::: EXERCISE DATA

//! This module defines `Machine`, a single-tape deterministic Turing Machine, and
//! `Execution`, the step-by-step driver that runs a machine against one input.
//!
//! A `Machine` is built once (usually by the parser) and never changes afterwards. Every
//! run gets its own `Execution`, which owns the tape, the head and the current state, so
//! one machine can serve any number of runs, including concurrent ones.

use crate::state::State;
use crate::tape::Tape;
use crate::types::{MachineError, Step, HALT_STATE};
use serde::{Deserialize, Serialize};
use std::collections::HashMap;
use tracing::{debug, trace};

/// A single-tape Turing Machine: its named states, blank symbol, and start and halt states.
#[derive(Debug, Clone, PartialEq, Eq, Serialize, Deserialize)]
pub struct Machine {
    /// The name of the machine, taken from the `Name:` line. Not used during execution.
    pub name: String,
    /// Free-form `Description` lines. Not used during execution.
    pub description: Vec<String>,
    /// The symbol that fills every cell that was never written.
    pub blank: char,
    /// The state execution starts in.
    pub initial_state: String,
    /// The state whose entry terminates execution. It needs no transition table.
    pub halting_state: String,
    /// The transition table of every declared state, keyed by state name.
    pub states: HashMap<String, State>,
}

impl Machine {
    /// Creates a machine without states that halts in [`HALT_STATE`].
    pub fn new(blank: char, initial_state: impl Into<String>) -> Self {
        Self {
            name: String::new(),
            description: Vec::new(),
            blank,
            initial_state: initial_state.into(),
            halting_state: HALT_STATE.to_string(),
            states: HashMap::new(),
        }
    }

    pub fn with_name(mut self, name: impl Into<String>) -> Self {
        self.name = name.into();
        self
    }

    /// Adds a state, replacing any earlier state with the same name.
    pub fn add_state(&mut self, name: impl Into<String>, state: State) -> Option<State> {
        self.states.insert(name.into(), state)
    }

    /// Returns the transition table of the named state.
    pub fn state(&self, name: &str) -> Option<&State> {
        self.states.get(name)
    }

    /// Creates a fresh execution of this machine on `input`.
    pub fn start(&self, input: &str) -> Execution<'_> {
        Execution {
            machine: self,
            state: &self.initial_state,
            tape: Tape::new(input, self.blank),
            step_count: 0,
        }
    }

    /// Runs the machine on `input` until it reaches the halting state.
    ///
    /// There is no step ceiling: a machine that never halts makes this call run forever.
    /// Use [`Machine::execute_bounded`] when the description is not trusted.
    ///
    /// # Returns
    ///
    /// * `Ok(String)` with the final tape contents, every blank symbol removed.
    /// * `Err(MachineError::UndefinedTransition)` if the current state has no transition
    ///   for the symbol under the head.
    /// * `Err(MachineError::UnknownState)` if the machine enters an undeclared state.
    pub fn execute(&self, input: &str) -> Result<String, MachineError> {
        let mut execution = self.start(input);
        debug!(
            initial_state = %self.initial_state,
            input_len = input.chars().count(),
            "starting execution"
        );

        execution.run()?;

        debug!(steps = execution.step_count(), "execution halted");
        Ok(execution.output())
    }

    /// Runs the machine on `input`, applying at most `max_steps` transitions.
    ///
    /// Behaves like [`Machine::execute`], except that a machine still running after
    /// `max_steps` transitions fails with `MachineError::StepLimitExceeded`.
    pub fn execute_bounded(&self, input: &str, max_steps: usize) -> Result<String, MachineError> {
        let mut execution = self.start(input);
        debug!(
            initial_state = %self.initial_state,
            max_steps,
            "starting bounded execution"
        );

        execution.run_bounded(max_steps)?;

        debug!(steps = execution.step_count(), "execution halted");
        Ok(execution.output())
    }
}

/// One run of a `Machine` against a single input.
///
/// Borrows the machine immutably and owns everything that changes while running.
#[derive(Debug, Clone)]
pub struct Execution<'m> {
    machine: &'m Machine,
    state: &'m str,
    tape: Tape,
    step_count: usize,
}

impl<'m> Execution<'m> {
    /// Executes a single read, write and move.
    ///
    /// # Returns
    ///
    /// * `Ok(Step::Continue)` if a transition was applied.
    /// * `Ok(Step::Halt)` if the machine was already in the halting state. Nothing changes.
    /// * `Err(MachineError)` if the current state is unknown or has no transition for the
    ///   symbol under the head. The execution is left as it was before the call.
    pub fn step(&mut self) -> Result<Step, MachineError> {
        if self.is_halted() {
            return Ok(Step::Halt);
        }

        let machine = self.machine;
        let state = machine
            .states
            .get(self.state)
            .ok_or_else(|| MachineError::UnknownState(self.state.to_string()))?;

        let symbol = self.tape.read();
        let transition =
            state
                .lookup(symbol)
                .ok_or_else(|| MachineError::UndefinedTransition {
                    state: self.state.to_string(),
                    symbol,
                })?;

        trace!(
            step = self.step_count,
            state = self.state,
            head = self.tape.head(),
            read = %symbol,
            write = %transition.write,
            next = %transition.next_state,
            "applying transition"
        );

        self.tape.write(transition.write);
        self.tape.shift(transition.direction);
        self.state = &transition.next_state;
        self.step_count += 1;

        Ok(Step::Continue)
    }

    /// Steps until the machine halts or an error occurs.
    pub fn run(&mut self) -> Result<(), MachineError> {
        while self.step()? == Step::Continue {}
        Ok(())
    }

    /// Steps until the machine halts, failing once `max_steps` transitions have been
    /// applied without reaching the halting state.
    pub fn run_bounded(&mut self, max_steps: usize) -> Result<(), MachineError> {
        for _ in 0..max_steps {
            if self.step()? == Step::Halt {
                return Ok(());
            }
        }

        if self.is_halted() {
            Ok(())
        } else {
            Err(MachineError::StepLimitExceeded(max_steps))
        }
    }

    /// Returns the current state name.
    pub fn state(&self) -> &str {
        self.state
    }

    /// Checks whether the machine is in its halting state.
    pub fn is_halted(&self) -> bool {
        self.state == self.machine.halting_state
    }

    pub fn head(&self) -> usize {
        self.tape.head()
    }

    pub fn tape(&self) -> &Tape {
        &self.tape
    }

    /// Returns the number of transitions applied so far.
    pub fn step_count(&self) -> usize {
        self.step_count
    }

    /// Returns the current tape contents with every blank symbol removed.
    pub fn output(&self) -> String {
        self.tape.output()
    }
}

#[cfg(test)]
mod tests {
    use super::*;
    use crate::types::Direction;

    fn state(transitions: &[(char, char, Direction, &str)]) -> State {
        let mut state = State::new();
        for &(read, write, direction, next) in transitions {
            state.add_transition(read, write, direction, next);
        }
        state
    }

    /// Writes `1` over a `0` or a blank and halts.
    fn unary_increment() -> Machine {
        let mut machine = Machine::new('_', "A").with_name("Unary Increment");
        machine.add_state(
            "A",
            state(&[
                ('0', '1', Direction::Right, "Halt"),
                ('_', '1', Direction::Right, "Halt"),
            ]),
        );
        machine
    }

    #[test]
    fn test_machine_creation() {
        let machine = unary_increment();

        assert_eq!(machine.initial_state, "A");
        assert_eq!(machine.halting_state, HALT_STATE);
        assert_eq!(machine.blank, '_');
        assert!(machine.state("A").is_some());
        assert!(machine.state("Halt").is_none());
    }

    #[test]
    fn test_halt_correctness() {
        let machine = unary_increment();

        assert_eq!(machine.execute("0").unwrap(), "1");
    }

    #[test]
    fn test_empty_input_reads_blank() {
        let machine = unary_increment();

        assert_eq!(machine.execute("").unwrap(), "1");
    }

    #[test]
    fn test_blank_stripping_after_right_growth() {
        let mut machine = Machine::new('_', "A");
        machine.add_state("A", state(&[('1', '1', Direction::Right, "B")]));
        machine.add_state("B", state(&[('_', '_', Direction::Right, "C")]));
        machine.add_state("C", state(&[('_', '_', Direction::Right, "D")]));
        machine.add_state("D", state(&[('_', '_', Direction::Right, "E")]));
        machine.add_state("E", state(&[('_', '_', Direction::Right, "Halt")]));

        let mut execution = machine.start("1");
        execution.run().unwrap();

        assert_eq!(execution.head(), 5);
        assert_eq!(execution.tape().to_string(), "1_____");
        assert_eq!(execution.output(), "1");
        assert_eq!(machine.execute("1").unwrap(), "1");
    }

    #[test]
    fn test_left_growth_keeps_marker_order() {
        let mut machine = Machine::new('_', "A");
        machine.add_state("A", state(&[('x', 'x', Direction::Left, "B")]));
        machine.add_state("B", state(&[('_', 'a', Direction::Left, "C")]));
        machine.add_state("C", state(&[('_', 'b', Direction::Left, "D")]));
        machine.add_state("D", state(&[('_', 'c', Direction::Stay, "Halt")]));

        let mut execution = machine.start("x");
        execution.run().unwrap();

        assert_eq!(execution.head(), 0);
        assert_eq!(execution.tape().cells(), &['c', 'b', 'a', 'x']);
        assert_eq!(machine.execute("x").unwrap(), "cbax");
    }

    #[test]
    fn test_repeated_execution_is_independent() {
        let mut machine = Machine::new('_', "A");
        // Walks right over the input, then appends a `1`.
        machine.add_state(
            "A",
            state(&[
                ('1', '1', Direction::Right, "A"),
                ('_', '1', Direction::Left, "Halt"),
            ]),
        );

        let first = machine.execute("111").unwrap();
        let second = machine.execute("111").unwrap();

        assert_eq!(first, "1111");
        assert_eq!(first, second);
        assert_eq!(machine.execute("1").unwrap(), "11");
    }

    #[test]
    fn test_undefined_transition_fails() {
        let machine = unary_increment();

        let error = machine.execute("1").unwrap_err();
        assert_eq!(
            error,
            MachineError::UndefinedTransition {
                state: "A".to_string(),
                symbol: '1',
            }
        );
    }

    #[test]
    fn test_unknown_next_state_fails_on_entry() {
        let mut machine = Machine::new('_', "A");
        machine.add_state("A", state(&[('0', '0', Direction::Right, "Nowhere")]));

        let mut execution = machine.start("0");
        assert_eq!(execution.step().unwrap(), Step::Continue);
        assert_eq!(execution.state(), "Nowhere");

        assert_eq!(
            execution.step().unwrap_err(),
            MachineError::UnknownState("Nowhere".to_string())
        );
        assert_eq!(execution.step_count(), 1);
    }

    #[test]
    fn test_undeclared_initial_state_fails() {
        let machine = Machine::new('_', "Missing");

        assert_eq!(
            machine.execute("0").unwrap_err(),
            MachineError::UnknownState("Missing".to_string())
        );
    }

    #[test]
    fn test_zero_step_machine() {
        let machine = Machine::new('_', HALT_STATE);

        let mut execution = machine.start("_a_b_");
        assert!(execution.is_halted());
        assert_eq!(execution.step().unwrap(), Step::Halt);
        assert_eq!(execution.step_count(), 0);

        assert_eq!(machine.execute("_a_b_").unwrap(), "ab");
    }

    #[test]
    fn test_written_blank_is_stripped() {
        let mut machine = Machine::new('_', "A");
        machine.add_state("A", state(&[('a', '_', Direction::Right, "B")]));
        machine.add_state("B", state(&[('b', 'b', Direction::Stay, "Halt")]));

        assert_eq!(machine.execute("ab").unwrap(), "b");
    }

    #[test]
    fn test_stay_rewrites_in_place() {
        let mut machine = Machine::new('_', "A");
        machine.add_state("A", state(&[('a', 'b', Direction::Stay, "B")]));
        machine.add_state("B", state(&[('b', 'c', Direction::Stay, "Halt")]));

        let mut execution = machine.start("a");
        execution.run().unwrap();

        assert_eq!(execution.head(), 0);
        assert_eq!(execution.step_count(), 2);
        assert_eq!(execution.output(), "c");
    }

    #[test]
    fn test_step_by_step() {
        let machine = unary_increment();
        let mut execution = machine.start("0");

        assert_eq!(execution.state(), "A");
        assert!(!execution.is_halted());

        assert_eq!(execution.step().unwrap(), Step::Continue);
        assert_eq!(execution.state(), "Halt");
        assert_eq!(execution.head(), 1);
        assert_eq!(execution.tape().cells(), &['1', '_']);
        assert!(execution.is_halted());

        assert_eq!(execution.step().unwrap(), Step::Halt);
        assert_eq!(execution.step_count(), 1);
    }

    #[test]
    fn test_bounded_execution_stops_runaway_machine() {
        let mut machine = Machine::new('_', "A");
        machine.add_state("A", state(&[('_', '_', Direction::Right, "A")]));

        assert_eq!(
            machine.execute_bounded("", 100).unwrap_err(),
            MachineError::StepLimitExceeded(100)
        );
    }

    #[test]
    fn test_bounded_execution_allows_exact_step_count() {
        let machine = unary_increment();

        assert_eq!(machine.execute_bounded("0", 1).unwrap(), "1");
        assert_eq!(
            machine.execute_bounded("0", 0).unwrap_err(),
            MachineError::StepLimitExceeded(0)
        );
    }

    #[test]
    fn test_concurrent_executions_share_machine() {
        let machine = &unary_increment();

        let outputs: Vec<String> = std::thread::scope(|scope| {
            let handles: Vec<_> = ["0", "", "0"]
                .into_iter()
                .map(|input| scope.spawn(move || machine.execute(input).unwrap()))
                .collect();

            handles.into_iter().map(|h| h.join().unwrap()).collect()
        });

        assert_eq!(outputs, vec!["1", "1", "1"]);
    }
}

::::::
::: EXERCISE DATA

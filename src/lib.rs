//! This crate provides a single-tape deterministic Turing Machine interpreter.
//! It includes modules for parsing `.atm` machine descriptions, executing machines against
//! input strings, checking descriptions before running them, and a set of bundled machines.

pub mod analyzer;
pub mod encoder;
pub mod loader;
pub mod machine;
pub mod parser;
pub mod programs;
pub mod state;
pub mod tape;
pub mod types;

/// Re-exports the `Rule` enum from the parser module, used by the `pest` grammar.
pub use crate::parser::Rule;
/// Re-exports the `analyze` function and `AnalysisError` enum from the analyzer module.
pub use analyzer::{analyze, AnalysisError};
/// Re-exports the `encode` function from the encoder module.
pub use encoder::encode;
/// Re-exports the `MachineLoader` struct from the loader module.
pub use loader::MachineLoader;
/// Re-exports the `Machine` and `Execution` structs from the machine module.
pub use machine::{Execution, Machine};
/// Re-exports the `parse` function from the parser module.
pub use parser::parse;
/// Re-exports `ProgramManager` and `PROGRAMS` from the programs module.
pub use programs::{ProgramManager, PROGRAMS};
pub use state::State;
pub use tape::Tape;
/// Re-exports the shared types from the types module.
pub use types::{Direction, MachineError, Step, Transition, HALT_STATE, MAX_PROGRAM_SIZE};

::::::

**EXERCISE**: Search the entries for the string "Turing" and copy each line where it occurs.

**RESULT OF THIS TASK**:
//! This module defines `Machine`, a single-tape deterministic Turing Machine, and
/// A single-tape Turing Machine: its named states, blank symbol, and start and halt states.
//! This crate provides a single-tape deterministic Turing Machine interpreter.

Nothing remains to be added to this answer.